Question d'origine :
Bonjour,
J'aimerais savoir comment devient-on militant ?
Est-ce lié à un environnement familial ? Des facteurs environnants ? Un besoin d'imiter ses pairs ? Une valorisation sociale ? Une reconnaissance ?
Une personne non ignorante et très bien informé qui ne vote pas, n'a jamais manifesté et qui ne ressent pas le besoin ni l'envie d'un quelconque engagement peut-il ressentir un jour le besoin de s'engager ?
Comment se construit l'engagement ?
Merci
Bonne journée,
Réponse du Guichet
gds_db
- Département : Equipe du Guichet du Savoir
Le 07/04/2016 à 15h40
Bonjour,
« On ne devient pas militant par hasard »
Selon Pierre Mathiot, professeur de science politique et ancien directeur de Sciences Po, cela renvoie dans un premier temps à notre socialisation familiale. En effet, c’est souvent la famille ou les amis politisés qui donnent goût au militantisme : « on ne devient pas militant par hasard » affirme l’ancien directeur de Sciences Po Lille. On pourrait croire que ce sont les études supérieures qui donnent envie de s’initier au militantisme, mais en réalité, cet engagement s’est généralement façonné bien avant qu’on atteigne les bancs de la fac… Lorsque l’on s’engage en politique, « on est souvent soi-même issu de famille sinon militante en tout cas intéressée par les questions politiques » explique Pierre Mathiot. Cela entraîne d’ailleurs des conséquences indésirables : aujourd’hui il n’y a presque que des filles et fils de militants qui s’engagent à leur tour en politique.
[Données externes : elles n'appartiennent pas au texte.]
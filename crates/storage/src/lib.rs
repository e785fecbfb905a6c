
use std::collections::HashSet;
use std::fs::{File, OpenOptions};
use std::io::{Read, Seek, SeekFrom, Write};
use std::path::Path;

use common::{DbError, DbResult, PageNumber};

/// Fixed page size in bytes. Every page file is a flat sequence of
/// `PAGE_SIZE`-byte blocks; there is no header, no slotting, no record
/// format at this layer.
pub const PAGE_SIZE: usize = 4096;

/// A single page's worth of bytes.
pub type PageBuf = [u8; PAGE_SIZE];

/// A page filled with zero bytes, used to grow a file.
pub fn zero_page() -> PageBuf {
    [0u8; PAGE_SIZE]
}

/// A handle to an open page file.
///
/// `file` is `None` between `close_page_file` and the handle being reopened
/// — calling any I/O operation against a closed handle returns
/// `DbError::FileHandleNotInit`.
pub struct PageFileHandle {
    file_name: String,
    total_num_pages: i64,
    cur_page_pos: i64,
    file: Option<File>,
}

impl PageFileHandle {
    /// Name the handle was opened or created with.
    pub fn file_name(&self) -> &str {
        &self.file_name
    }

    /// Number of `PAGE_SIZE`-byte pages currently in the file.
    pub fn total_num_pages(&self) -> i64 {
        self.total_num_pages
    }

    /// The page number the internal cursor currently points at.
    pub fn cur_page_pos(&self) -> i64 {
        self.cur_page_pos
    }

    fn file_mut(&mut self) -> DbResult<&mut File> {
        self.file
            .as_mut()
            .ok_or_else(|| DbError::FileHandleNotInit(self.file_name.clone()))
    }
}

/// Creates a new page file containing a single zeroed page.
///
/// Fails with `DbError::WriteFailed` if the file cannot be created or the
/// initial page cannot be written.
pub fn create_page_file(path: impl AsRef<Path>) -> DbResult<()> {
    let path = path.as_ref();
    let mut file = OpenOptions::new()
        .write(true)
        .create(true)
        .truncate(true)
        .open(path)
        .map_err(|e| DbError::WriteFailed(format!("{}: {e}", path.display())))?;

    file.write_all(&zero_page())
        .map_err(|e| DbError::WriteFailed(format!("{}: {e}", path.display())))?;
    file.flush()
        .map_err(|e| DbError::WriteFailed(format!("{}: {e}", path.display())))?;
    Ok(())
}

/// Opens an existing page file, positioning the cursor on page 0.
///
/// Fails with `DbError::FileNotFound` if `path` does not exist.
pub fn open_page_file(path: impl AsRef<Path>) -> DbResult<PageFileHandle> {
    let path = path.as_ref();
    let file = OpenOptions::new()
        .read(true)
        .write(true)
        .open(path)
        .map_err(|_| DbError::FileNotFound(path.display().to_string()))?;

    let len = file
        .metadata()
        .map_err(|e| DbError::FileNotFound(format!("{}: {e}", path.display())))?
        .len();
    let total_num_pages = (len / PAGE_SIZE as u64) as i64;

    Ok(PageFileHandle {
        file_name: path.display().to_string(),
        total_num_pages,
        cur_page_pos: 0,
        file: Some(file),
    })
}

/// Closes a page file handle, releasing its underlying `File`.
///
/// Calling this twice on the same handle returns `DbError::FileHandleNotInit`
/// on the second call.
pub fn close_page_file(handle: &mut PageFileHandle) -> DbResult<()> {
    if handle.file.take().is_none() {
        return Err(DbError::FileHandleNotInit(handle.file_name.clone()));
    }
    handle.total_num_pages = 0;
    handle.cur_page_pos = 0;
    Ok(())
}

/// Removes a page file from disk.
///
/// Fails with `DbError::FileNotFound` if no such file exists.
pub fn destroy_page_file(path: impl AsRef<Path>) -> DbResult<()> {
    let path = path.as_ref();
    std::fs::remove_file(path).map_err(|_| DbError::FileNotFound(path.display().to_string()))
}

fn read_at(handle: &mut PageFileHandle, page_num: i64) -> DbResult<PageBuf> {
    if page_num < 0 || page_num >= handle.total_num_pages {
        return Err(DbError::ReadNonExistingPage(format!(
            "page {page_num} out of range (0..{})",
            handle.total_num_pages
        )));
    }

    let name = handle.file_name.clone();
    let file = handle.file_mut()?;
    file.seek(SeekFrom::Start(page_num as u64 * PAGE_SIZE as u64))
        .map_err(|e| DbError::ReadNonExistingPage(format!("{name}: {e}")))?;

    let mut buf = zero_page();
    file.read_exact(&mut buf)
        .map_err(|e| DbError::ReadNonExistingPage(format!("{name}: {e}")))?;

    handle.cur_page_pos = page_num;
    Ok(buf)
}

/// Reads the page at `page_num`, moving the cursor there.
pub fn read_block(handle: &mut PageFileHandle, page_num: i64) -> DbResult<PageBuf> {
    read_at(handle, page_num)
}

/// Reads page 0.
pub fn read_first_block(handle: &mut PageFileHandle) -> DbResult<PageBuf> {
    read_at(handle, 0)
}

/// Reads the last page in the file.
pub fn read_last_block(handle: &mut PageFileHandle) -> DbResult<PageBuf> {
    read_at(handle, handle.total_num_pages - 1)
}

/// Reads the page the cursor currently points at.
pub fn read_current_block(handle: &mut PageFileHandle) -> DbResult<PageBuf> {
    read_at(handle, handle.cur_page_pos)
}

/// Reads the page after the cursor.
pub fn read_next_block(handle: &mut PageFileHandle) -> DbResult<PageBuf> {
    read_at(handle, handle.cur_page_pos + 1)
}

/// Reads the page before the cursor.
pub fn read_previous_block(handle: &mut PageFileHandle) -> DbResult<PageBuf> {
    read_at(handle, handle.cur_page_pos - 1)
}

/// Returns the page number the cursor currently points at, or `-1` for a
/// closed/cleared handle.
pub fn get_block_pos(handle: &PageFileHandle) -> i64 {
    if handle.file.is_none() {
        return -1;
    }
    handle.cur_page_pos
}

/// Writes `data` to page `page_num`, growing the file with zeroed pages
/// first via `ensure_capacity` if `page_num` is beyond the current end.
pub fn write_block(handle: &mut PageFileHandle, page_num: i64, data: &PageBuf) -> DbResult<()> {
    if page_num < 0 {
        return Err(DbError::WriteFailed(format!(
            "page {page_num} out of range (0..{})",
            handle.total_num_pages
        )));
    }
    if page_num >= handle.total_num_pages {
        ensure_capacity(handle, page_num + 1)?;
    }

    let name = handle.file_name.clone();
    let file = handle.file_mut()?;
    file.seek(SeekFrom::Start(page_num as u64 * PAGE_SIZE as u64))
        .map_err(|e| DbError::WriteFailed(format!("{name}: {e}")))?;
    file.write_all(data)
        .map_err(|e| DbError::WriteFailed(format!("{name}: {e}")))?;
    file.flush()
        .map_err(|e| DbError::WriteFailed(format!("{name}: {e}")))?;

    handle.cur_page_pos = page_num;
    Ok(())
}

/// Writes `data` to the page the cursor currently points at.
pub fn write_current_block(handle: &mut PageFileHandle, data: &PageBuf) -> DbResult<()> {
    write_block(handle, handle.cur_page_pos, data)
}

/// Appends a single zeroed page to the end of the file.
pub fn append_empty_block(handle: &mut PageFileHandle) -> DbResult<()> {
    let name = handle.file_name.clone();
    let new_page_num = handle.total_num_pages;
    let file = handle.file_mut()?;

    file.seek(SeekFrom::Start(new_page_num as u64 * PAGE_SIZE as u64))
        .map_err(|e| DbError::WriteFailed(format!("{name}: {e}")))?;
    file.write_all(&zero_page())
        .map_err(|e| DbError::WriteFailed(format!("{name}: {e}")))?;
    file.flush()
        .map_err(|e| DbError::WriteFailed(format!("{name}: {e}")))?;

    handle.total_num_pages += 1;
    handle.cur_page_pos = new_page_num;
    Ok(())
}

/// Grows the file with zeroed pages, if needed, until it has at least
/// `num_pages` pages.
pub fn ensure_capacity(handle: &mut PageFileHandle, num_pages: i64) -> DbResult<()> {
    while handle.total_num_pages < num_pages {
        append_empty_block(handle)?;
    }
    Ok(())
}

/// Tracks which page files are currently open, so a caller cannot destroy a
/// file out from under a live handle.
///
/// This replaces the single process-global "last opened file" pointer the
/// original implementation relied on: ownership here is explicit and a
/// `StorageManager` can track any number of concurrently open names.
#[derive(Default)]
pub struct StorageManager {
    open_files: HashSet<String>,
}

impl StorageManager {
    /// Creates an empty registry.
    pub fn new() -> Self {
        Self::default()
    }

    /// Alias for `new`, matching the original API's explicit init call.
    pub fn init_storage_manager() -> Self {
        Self::new()
    }

    /// Opens a page file and records it as open.
    pub fn open_page_file(&mut self, path: impl AsRef<Path>) -> DbResult<PageFileHandle> {
        let handle = open_page_file(&path)?;
        self.open_files.insert(handle.file_name.clone());
        Ok(handle)
    }

    /// Closes a page file and removes it from the registry.
    pub fn close_page_file(&mut self, handle: &mut PageFileHandle) -> DbResult<()> {
        let name = handle.file_name.clone();
        close_page_file(handle)?;
        self.open_files.remove(&name);
        Ok(())
    }

    /// Destroys a page file, refusing if it is still tracked as open.
    pub fn destroy_page_file(&mut self, path: impl AsRef<Path>) -> DbResult<()> {
        let name = path.as_ref().display().to_string();
        if self.open_files.contains(&name) {
            return Err(DbError::FileHandleNotInit(format!(
                "{name} is still open; close it before destroying"
            )));
        }
        destroy_page_file(path)
    }

    /// Names currently tracked as open.
    pub fn open_file_names(&self) -> impl Iterator<Item = &str> {
        self.open_files.iter().map(String::as_str)
    }
}

/// Narrowing conversion used by the buffer layer, which reports page
/// numbers through `common::PageNumber` rather than this crate's raw `i64`s.
pub fn as_page_number(page_num: i64) -> PageNumber {
    page_num as PageNumber
}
source : Qui sont les jeunes qui militent encore en politique ?
L'individu engagé est le porteur d'une cause ; il se distingue par une volonté d'agir en vertu de mobiles idéologiques spécifiques. C'est un individu sujet qui souhaite devenir acteur dans son environnement (Touraine, 1992). Il se distingue par un ensemble de propriétés sociales.
Il y a certaines dispositions biographiques qui constituent un terrain favorable à la militance, comme la socialisation primaire dans un environnement militant (parents, amis, proches, eux-mêmes militants). En plus de caractéristiques communes, d'autres médiations sont souvent nécessaires pour amener un individu à s'engager dans un projet commun. Andrews (citée par Sawiscki et Siméant, 2009) identifie trois influences majeures : des stimuli intellectuels (ouvrages, films, éducation informelle...), le rôle d'organisations très visibles (organisations de jeunesse, syndicats...) et des individus identifiables. Les engagements spontanés, sans influence de proches ou médiations telles que celles décrites ci-dessus, sont plutôt rares. Les engagements s'amorcent plus généralement par une relation de proximité avec un « passeur ». Dans le monde syndical, les collègues syndiqués jouent un rôle important dans le processus d'adhésion.
Au-delà des propriétés sociales des individus, d'autres incitations conduisent à l'engagement militant : les gratifications ou les bénéfices dérivés de la militance. Chaque militant procède, en partie inconsciemment, à une évaluation personnelle d'un ensemble de coûts et de gratifications qui découlent de sa situation d'engagement. Gaxie (2005) analyse les coûts et rétributions de la militance. Ainsi, pour les militants qui occupent des positions hiérarchiques, les gratifications liées à la militance peuvent être, entre autres, le sentiment de puissance, le prestige de la fonction, mais aussi l'estime, l'affection, voire l'admiration des autres militants. Pour les militants de base, c'est d'abord le sentiment d'agir au lieu de subir, d'être en capacité de transformer la réalité. Les gratifications concernent aussi la satisfaction morale (agir pour une cause juste), le sentiment de supériorité éthique (sortir de l'apathie face à la dénégation de valeurs universelles), le développement de savoirs et de savoir-faire, l'affirmation de soi, l'accès à des réseaux sociaux, voire des espaces d'intégration, de loisirs, de convivialité, de fraternité. Militer c'est aussi apprendre, se former, entendre, découvrir et développer ainsi son capital culturel. La contribution de Laurent Willemez s'intéresse aux apprentissages militants et montre comment les savoirs acquis par les individus engagés les socialisent et transforment leur trajectoire. Enfin, militer c'est accéder à des biens symboliques comme le droit de participer à certaines réunions, d'être membre de groupes spécifiques, de se trouver dans des lieux clés, de côtoyer des personnes importantes sur la scène publique.
[...]
La motivation et les caractéristiques individuelles sont des pistes incomplètes pour comprendre l'engagement militant ou le désengagement. Si les logiques individuelles donnent du sens à l'engagement, c'est l'activité collective qui lui donne corps. Les organisations qui accueillent les militants régulent leur participation ; elles les sélectionnent, les fidélisent, les façonnent.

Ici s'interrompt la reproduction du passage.